**What to produce:**
Nothing beyond the line containing "located, each section" should be printed; print each line exactly from the first line of the listing below through it.
---------- Data for analysis
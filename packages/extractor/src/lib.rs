//! Regclause Extractor - Structured clause extraction from regulatory PDFs.
//!
//! This crate turns FCA and EBA regulatory documents into typed clauses:
//! page text is cleaned, the configured sections are located, each section
//! is split into numbered clauses, and every clause is annotated with its
//! titles and source page.
//!
//! # Example
//!
//! ```
//! use regclause_extractor::segmentation::{ClauseGrammar, ClauseSegmenter, Numbering};
//! use regclause_extractor::types::ClauseType;
//!
//! let grammar = ClauseGrammar::new(Numbering::Typed, ClauseType::Unknown);
//! let clauses = ClauseSegmenter::new(&grammar)
//!     .segment("5.2A.1 R A firm must assess\n5.2A.2 G Guidance", "5.2A")
//!     .unwrap();
//! assert_eq!(clauses[0].clause_id, "5.2A.1 R");
//! assert_eq!(clauses[1].clause_type, ClauseType::Guidance);
//! ```
//!
//! # Architecture
//!
//! The extractor is organized into several modules:
//!
//! - [`config`]: Parser configuration and constants
//! - [`types`]: Core data types (Clause, ParsedDocument, etc.)
//! - [`error`]: Error types and Result alias
//! - [`pdf`]: Page text extraction from PDF files
//! - [`segmentation`]: Page cleaning, section location and clause splitting
//! - [`parsers`]: Jurisdiction profiles, the parser trait and the registry
//! - [`service`]: Parser selection, batch parsing and parse history
//! - [`output`]: JSON and YAML output files
//! - [`cli`]: Command-line interface

pub mod cli;
pub mod config;
pub mod error;
pub mod output;
pub mod parsers;
pub mod pdf;
pub mod segmentation;
pub mod service;
pub mod types;

// Re-export commonly used items
pub use config::{OutputFormat, ParserConfig};
pub use error::{ExtractorError, Result};
pub use parsers::{ParserRegistry, RegulationParser};
pub use service::ParserService;
pub use types::{Clause, ClauseType, ParsedDocument, RegulationCountry};
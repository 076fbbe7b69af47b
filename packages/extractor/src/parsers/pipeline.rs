//! The shared parse pipeline, driven by a [`JurisdictionProfile`].

use std::path::{Path, PathBuf};
use std::sync::Arc;

use chrono::Local;
use serde_json::{Map, Value};

use super::profile::{JurisdictionProfile, MainSectionRule};
use super::RegulationParser;
use crate::config::ParserConfig;
use crate::error::{ExtractorError, Result};
use crate::pdf::{ExtractOptions, LopdfProvider, PageTextProvider};
use crate::segmentation::{
    main_section_name, page_for, ClauseAnnotations, ClauseSegmenter, SectionLocator,
    SubsectionQuery,
};
use crate::types::{Clause, DocumentMetadata, PageText, ParsedDocument, SectionTarget};

/// Key under which per-clause annotations are stored in `additional_info`.
pub const CLAUSE_ANNOTATIONS_KEY: &str = "clause_annotations";

/// A regulation parser defined entirely by its profile.
pub struct ProfileParser {
    profile: JurisdictionProfile,
    config: ParserConfig,
    provider: Arc<dyn PageTextProvider>,
}

impl ProfileParser {
    /// Create a parser reading PDFs with lopdf.
    #[must_use]
    pub fn new(profile: JurisdictionProfile, config: ParserConfig) -> Self {
        Self::with_provider(profile, config, Arc::new(LopdfProvider))
    }

    /// Create a parser with a custom page text provider.
    #[must_use]
    pub fn with_provider(
        profile: JurisdictionProfile,
        config: ParserConfig,
        provider: Arc<dyn PageTextProvider>,
    ) -> Self {
        Self {
            profile,
            config,
            provider,
        }
    }

    fn start_page(&self) -> u32 {
        self.profile.start_page.resolve(&self.config)
    }

    /// Extract and clean the pages to segment.
    fn load_pages(&self, path: &Path) -> Result<Vec<PageText>> {
        let start_page = self.start_page();
        let options = ExtractOptions::from_config(&self.config).with_start_page(start_page);
        let pages = self.provider.extract_pages(path, &options)?;
        if pages.is_empty() {
            return Err(ExtractorError::NoPages {
                path: path.to_path_buf(),
                start_page,
            });
        }

        Ok(match &self.profile.cleaner {
            Some(cleaner) => pages.iter().map(|p| cleaner.clean_page(p)).collect(),
            None => pages,
        })
    }

    /// Clauses of one section, or none if the section is not found.
    fn extract_section(
        &self,
        pages: &[PageText],
        target: &SectionTarget,
        annotations: &mut Map<String, Value>,
    ) -> Result<Vec<Clause>> {
        let Some(span) =
            SectionLocator::new(&self.profile.sections).locate(pages, &target.id, &target.title)?
        else {
            tracing::debug!(section = %target.id, "Section not found");
            return Ok(Vec::new());
        };
        tracing::debug!(section = %target.id, pages = ?span.pages, "Located section");

        let raw_clauses = ClauseSegmenter::new(&self.profile.grammar).segment(&span.text, &target.id)?;

        let mut current_subsection: Option<String> = None;
        let mut clauses = Vec::with_capacity(raw_clauses.len());
        for raw in raw_clauses {
            let query = SubsectionQuery {
                section_text: &span.text,
                offset: raw.offset,
            };
            if let Some(found) = self.profile.subsection.subsection_name(&query) {
                current_subsection = Some(found);
            }

            let main_section = match self.profile.main_section {
                MainSectionRule::HeadingLookup => main_section_name(&raw.number, pages, &span.pages),
                MainSectionRule::SectionTitle => Some(target.title.clone()),
            };

            if self.profile.annotate_clauses {
                let found = ClauseAnnotations::extract(&raw.content);
                if !found.is_empty() {
                    annotations.insert(raw.clause_id.clone(), serde_json::to_value(found)?);
                }
            }

            let page_number = page_for(&raw.number, &span.pages, pages);
            clauses.push(
                Clause::new(target.id.as_str(), raw.clause_id, raw.content)
                    .with_type(raw.clause_type)
                    .with_main_section_name(main_section.unwrap_or_default())
                    .with_subsection_name(current_subsection.clone().unwrap_or_default())
                    .with_page_number(page_number),
            );
        }

        Ok(clauses)
    }

    fn metadata(
        &self,
        path: &Path,
        total_pages: usize,
        sections: &[SectionTarget],
        annotations: Map<String, Value>,
    ) -> DocumentMetadata {
        let mut additional_info = Map::new();
        additional_info.insert("start_page".to_string(), self.start_page().into());
        additional_info.insert("x_tolerance".to_string(), self.config.pdf_x_tolerance.into());
        additional_info.insert("y_tolerance".to_string(), self.config.pdf_y_tolerance.into());
        for (key, value) in &self.profile.additional_info {
            additional_info.insert(key.clone(), value.clone());
        }
        if self.profile.annotate_clauses {
            additional_info.insert(CLAUSE_ANNOTATIONS_KEY.to_string(), Value::Object(annotations));
        }

        DocumentMetadata {
            source_file: path.display().to_string(),
            total_pages,
            sections_extracted: sections.iter().map(|s| s.id.clone()).collect(),
            parser_version: Some(self.profile.parser_version.clone()),
            extraction_date: Local::now(),
            country: self.profile.country,
            additional_info,
        }
    }
}

impl RegulationParser for ProfileParser {
    fn name(&self) -> &str {
        &self.profile.parser_name
    }

    fn version(&self) -> &str {
        &self.profile.parser_version
    }

    fn config(&self) -> &ParserConfig {
        &self.config
    }

    fn default_file_path(&self) -> PathBuf {
        self.profile.default_file_path.clone()
    }

    fn supported_document_types(&self) -> Vec<String> {
        vec![self.profile.document_type.clone()]
    }

    fn validate(&self, path: &Path) -> bool {
        if !path.is_file() {
            return false;
        }
        let is_pdf = path
            .extension()
            .and_then(|e| e.to_str())
            .is_some_and(|e| e.eq_ignore_ascii_case("pdf"));
        if !is_pdf {
            return false;
        }

        let rules = &self.profile.validation;
        match self.provider.page_count(path) {
            Ok(count) if count >= rules.min_pages => {}
            Ok(count) => {
                tracing::debug!(path = %path.display(), count, "Too few pages");
                return false;
            }
            Err(e) => {
                tracing::debug!(path = %path.display(), error = %e, "Cannot read document");
                return false;
            }
        }

        match self.provider.leading_pages(path, rules.sniff_pages) {
            Ok(pages) => rules.any_marker(&pages),
            Err(e) => {
                tracing::debug!(path = %path.display(), error = %e, "Cannot read document");
                false
            }
        }
    }

    fn parse(&self, path: &Path) -> Result<ParsedDocument> {
        self.config.validate()?;
        if !path.exists() {
            return Err(ExtractorError::FileNotFound(path.to_path_buf()));
        }
        if !self.validate(path) {
            return Err(ExtractorError::InvalidDocument {
                path: path.to_path_buf(),
                document_type: self.profile.document_type.clone(),
            });
        }

        let pages = self.load_pages(path)?;
        let sections = self.profile.sections_for(&self.config);

        let mut clauses = Vec::new();
        let mut annotations = Map::new();
        for target in sections {
            clauses.extend(self.extract_section(&pages, target, &mut annotations)?);
        }

        let metadata = self.metadata(path, pages.len(), sections, annotations);
        Ok(ParsedDocument {
            document_type: self.profile.document_type.clone(),
            version: self.profile.version.clone(),
            country: self.profile.country,
            clauses,
            metadata,
        })
    }
}
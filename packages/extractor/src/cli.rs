//! Command-line interface for the extractor.

use std::path::{Path, PathBuf};

use clap::{Parser, Subcommand};
use console::style;
use indicatif::{ProgressBar, ProgressStyle};

use crate::config::{parse_section_target, OutputFormat, ParserConfig, DEFAULT_OUTPUT_DIR};
use crate::error::{ExtractorError, Result};
use crate::output::DocumentWriter;
use crate::service::ParserService;
use crate::types::SectionTarget;

/// Regclause - Extract structured clauses from FCA and EBA regulatory PDFs.
#[derive(Parser)]
#[command(name = "regclause")]
#[command(version, about, long_about = None)]
pub struct Cli {
    #[command(subcommand)]
    pub command: Commands,
}

#[derive(Subcommand)]
pub enum Commands {
    /// Parse a regulation document and write the clauses to a file.
    Parse {
        /// Jurisdiction (e.g., uk, eu)
        jurisdiction: String,

        /// Document type (default: first registered for the jurisdiction)
        document_type: Option<String>,

        /// PDF to parse instead of the parser's default location
        #[arg(short, long)]
        file: Option<PathBuf>,

        /// Output directory (default: output/)
        #[arg(short, long)]
        output: Option<PathBuf>,

        /// Output format
        #[arg(long, value_enum)]
        format: Option<OutputFormat>,

        /// First page to read (only used by parsers without a fixed start page)
        #[arg(long)]
        start_page: Option<u32>,

        /// Section to extract as ID=TITLE; repeat for several sections
        #[arg(short, long = "section", value_parser = parse_section_arg)]
        sections: Vec<SectionTarget>,

        /// JSON file with a parser configuration
        #[arg(long)]
        config: Option<PathBuf>,

        /// Leave the metadata block out of the output
        #[arg(long)]
        no_metadata: bool,
    },

    /// List the registered parsers.
    List,

    /// Find the parser that accepts a file.
    Detect {
        /// PDF to inspect
        file: PathBuf,

        /// Only consider parsers of this jurisdiction
        #[arg(short, long)]
        jurisdiction: Option<String>,
    },

    /// Parse every registered document and write one file per document.
    GenerateAll {
        /// Output directory (default: output/)
        #[arg(short, long)]
        output: Option<PathBuf>,

        /// Output format
        #[arg(long, value_enum)]
        format: Option<OutputFormat>,
    },
}

fn parse_section_arg(arg: &str) -> std::result::Result<SectionTarget, String> {
    parse_section_target(arg).map_err(|e| e.to_string())
}

/// Run the CLI.
pub fn run() -> Result<()> {
    let cli = Cli::parse();

    match cli.command {
        Commands::Parse {
            jurisdiction,
            document_type,
            file,
            output,
            format,
            start_page,
            sections,
            config,
            no_metadata,
        } => {
            let mut parser_config = match config {
                Some(path) => ParserConfig::from_json_file(&path)?,
                None => ParserConfig::default(),
            };
            if let Some(file) = file {
                parser_config = parser_config.with_document_file_path(file);
            }
            if let Some(format) = format {
                parser_config = parser_config.with_output_format(format);
            }
            if let Some(page) = start_page {
                parser_config = parser_config.with_start_page(page);
            }
            if !sections.is_empty() {
                parser_config = parser_config.with_sections(sections);
            }
            if no_metadata {
                parser_config.include_metadata = false;
            }
            parser_config.validate()?;

            parse_command(
                &jurisdiction,
                document_type.as_deref(),
                parser_config,
                output.as_deref(),
            )
        }
        Commands::List => list_command(),
        Commands::Detect { file, jurisdiction } => detect_command(&file, jurisdiction.as_deref()),
        Commands::GenerateAll { output, format } => {
            let mut parser_config = ParserConfig::default();
            if let Some(format) = format {
                parser_config = parser_config.with_output_format(format);
            }
            generate_all_command(parser_config, output.as_deref())
        }
    }
}

fn spinner() -> ProgressBar {
    let pb = ProgressBar::new_spinner();
    #[allow(clippy::expect_used)] // Static template string that is guaranteed to be valid
    pb.set_style(
        ProgressStyle::default_spinner()
            .template("{spinner:.green} {msg}")
            .expect("valid template"),
    );
    pb.enable_steady_tick(std::time::Duration::from_millis(100));
    pb
}

fn output_dir(output: Option<&Path>) -> PathBuf {
    output.map_or_else(|| PathBuf::from(DEFAULT_OUTPUT_DIR), Path::to_path_buf)
}

/// Execute the parse command.
fn parse_command(
    jurisdiction: &str,
    document_type: Option<&str>,
    config: ParserConfig,
    output: Option<&Path>,
) -> Result<()> {
    let writer = DocumentWriter::from_config(output_dir(output), &config);
    let mut service = ParserService::with_defaults(config);

    let document_type = match document_type {
        Some(t) => t.to_string(),
        None => service
            .registry()
            .types_for(jurisdiction)
            .first()
            .map(|t| (*t).to_string())
            .ok_or_else(|| ExtractorError::UnknownJurisdiction {
                jurisdiction: jurisdiction.to_lowercase(),
                available: service.registry().jurisdictions().join(", "),
            })?,
    };

    println!(
        "{} {}:{}",
        style("Parsing").bold(),
        style(jurisdiction.to_lowercase()).cyan(),
        style(&document_type).cyan()
    );
    println!();

    let pb = spinner();
    pb.set_message("Extracting clauses...");

    let document = match service.parse_document(jurisdiction, Some(&document_type)) {
        Ok(document) => document,
        Err(e) => {
            pb.finish_and_clear();
            return Err(e);
        }
    };

    pb.set_message("Saving output...");
    let path = match writer.write(&document, jurisdiction, &document_type) {
        Ok(path) => path,
        Err(e) => {
            pb.finish_and_clear();
            return Err(e);
        }
    };
    pb.finish_and_clear();

    println!("  Document: {}", style(&document.document_type).green());
    println!("  Pages: {}", document.metadata.total_pages);
    println!("  Clauses: {}", document.clause_count());
    for section in &document.metadata.sections_extracted {
        let count = document.clauses_in_section(section).count();
        if count == 0 {
            println!("    {section}: {}", style("not found").yellow());
        } else {
            println!("    {section}: {count}");
        }
    }

    println!();
    println!("{} {}", style("Saved to:").green().bold(), path.display());

    Ok(())
}

/// Execute the list command.
fn list_command() -> Result<()> {
    let service = ParserService::with_defaults(ParserConfig::default());

    println!("{}", style("Registered parsers").bold());
    for entry in service.parser_info() {
        println!(
            "  {}:{}  {} v{} ({})",
            style(&entry.jurisdiction).cyan(),
            style(&entry.document_type).cyan(),
            entry.info.parser,
            entry.info.version,
            entry.info.supported_types.join(", ")
        );
    }

    Ok(())
}

/// Execute the detect command.
fn detect_command(file: &Path, jurisdiction: Option<&str>) -> Result<()> {
    let service = ParserService::with_defaults(ParserConfig::default());
    let detection = service
        .registry()
        .detect(file, jurisdiction, service.config())?;

    println!(
        "{} {}:{} ({})",
        style("Detected").green().bold(),
        style(&detection.jurisdiction).cyan(),
        style(&detection.document_type).cyan(),
        detection.parser.name()
    );

    Ok(())
}

/// Execute the generate-all command.
fn generate_all_command(config: ParserConfig, output: Option<&Path>) -> Result<()> {
    let writer = DocumentWriter::from_config(output_dir(output), &config);
    let mut service = ParserService::with_defaults(config);

    let jurisdictions: Vec<String> = service
        .registry()
        .jurisdictions()
        .into_iter()
        .map(str::to_string)
        .collect();

    let mut generated = 0usize;
    let mut failed = 0usize;
    for jurisdiction in &jurisdictions {
        println!("{} {}", style("Processing").bold(), style(jurisdiction).cyan());

        let pb = spinner();
        pb.set_message("Parsing documents...");
        let result = service.parse_all(jurisdiction);
        pb.finish_and_clear();

        let documents = match result {
            Ok(documents) => documents,
            Err(e) => {
                println!("  {} {e}", style("Failed:").red().bold());
                failed += 1;
                continue;
            }
        };

        for (document_type, document) in &documents {
            let path = writer.write(document, jurisdiction, document_type)?;
            println!(
                "  {} {} ({} clauses)",
                style("Generated:").green(),
                path.display(),
                document.clause_count()
            );
            generated += 1;
        }
    }

    println!();
    println!("  Generated: {}", style(generated).green().bold());
    println!("  Failed: {}", style(failed).red());
    println!("  Output directory: {}", writer.output_dir().display());

    if generated == 0 {
        return Err(ExtractorError::NothingGenerated(writer.output_dir().to_path_buf()));
    }
    Ok(())
}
--------------------
**Answer to this exercise:**
filename packages/extractor/src/lib.rs
//! Regclause Extractor - Structured clause extraction from regulatory PDFs.
//!
//! This crate turns FCA and EBA regulatory documents into typed clauses:
//! page text is cleaned, the configured sections are located, each section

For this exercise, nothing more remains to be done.